Five hours later he woke up in the intensive care room. The door was open and there was a sign that said "first isolation room". Various cables were connected to patches stuck on his chest and various tubes directed liquids and blood into his veins. His blood pressure was measured every quarter of the hour. He could not breath well, so they installed another set of thin tubes to his nostrils. He was visited by his mother, his father, his sister and his friend. All were wearing silly transparent green robes. They were not allowed to stay there for long and he was soon left alone. Nurses would drop by quite often to check his vitals and change the little bags of liquids that went in and out of his body. They told him they had used a kind of anesthesia that would not allow him to feel any pain from the incision. His lower abdomen was covered with thick bandages. He got an allergic reaction from synthetics, but it soon went away, when they changed them with fabrics and paper. Towards dawn -he knew because he could see the clock of the central room from his bed- they informed him that they would help him get up and transfer him to his room. A nurse helped him but it hurt. As soon as he was standing he felt nauseous. A nurse held a tray under his chin and he puked green stuff.

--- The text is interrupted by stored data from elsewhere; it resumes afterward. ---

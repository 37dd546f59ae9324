//! Control-mode `%output` notification decoding.
//!
//! tmux escapes bytes below ASCII 32 and the backslash itself as `\ooo`
//! octal sequences in `%output %<pane> <data>` lines.

/// Parse a `%output` line into its pane id and decoded payload.
pub fn parse_output_line(line: &str) -> Option<(&str, String)> {
    let rest = line.strip_prefix("%output ")?;
    let (pane, data) = rest.split_once(' ').unwrap_or((rest, ""));
    if !pane.starts_with('%') {
        return None;
    }
    Some((pane, decode_octal(data)))
}

/// Decode `\ooo` escapes into raw bytes, then into lossy UTF-8.
pub fn decode_octal(data: &str) -> String {
    let bytes = data.as_bytes();
    let mut out = Vec::with_capacity(bytes.len());
    let mut i = 0;
    while i < bytes.len() {
        if bytes[i] == b'\\' && i + 3 < bytes.len() && is_octal_triplet(&bytes[i + 1..i + 4]) {
            let value = (bytes[i + 1] - b'0') as u16 * 64
                + (bytes[i + 2] - b'0') as u16 * 8
                + (bytes[i + 3] - b'0') as u16;
            out.push(value as u8);
            i += 4;
        } else {
            out.push(bytes[i]);
            i += 1;
        }
    }
    String::from_utf8_lossy(&out).into_owned()
}

fn is_octal_triplet(digits: &[u8]) -> bool {
    digits.len() == 3
        && digits.iter().all(|d| (b'0'..=b'7').contains(d))
        && digits[0] <= b'3'
}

They let him sit on a large hospital armchair and covered him with a sheet. From there he could see outside his room, as far as his post-surgical blurry vision allowed him. He saw a very old patient, with a complicated set of tubes around the face and shoulders. He could not understand if it was a man or a woman. Soon a male nurse helped him sit on a wheelchair and took him to an ordinary hospital room. He still had small cannulas attached to his veins but he was alive. In pain but alive. A metaphorical weight had left his chest and a literal weight had left his abdomen. Luckily there were pills, injections and suppositories to take away physical pain. He knew that within 20 days all this would be just a memory and who knows? perhaps his 28th year might turn out to be a little less harsh. Whatever he had left at the hospital should better stay there and he had ticked off one of his worries from the list. Soon he would even be able to sleep on his tummy, again.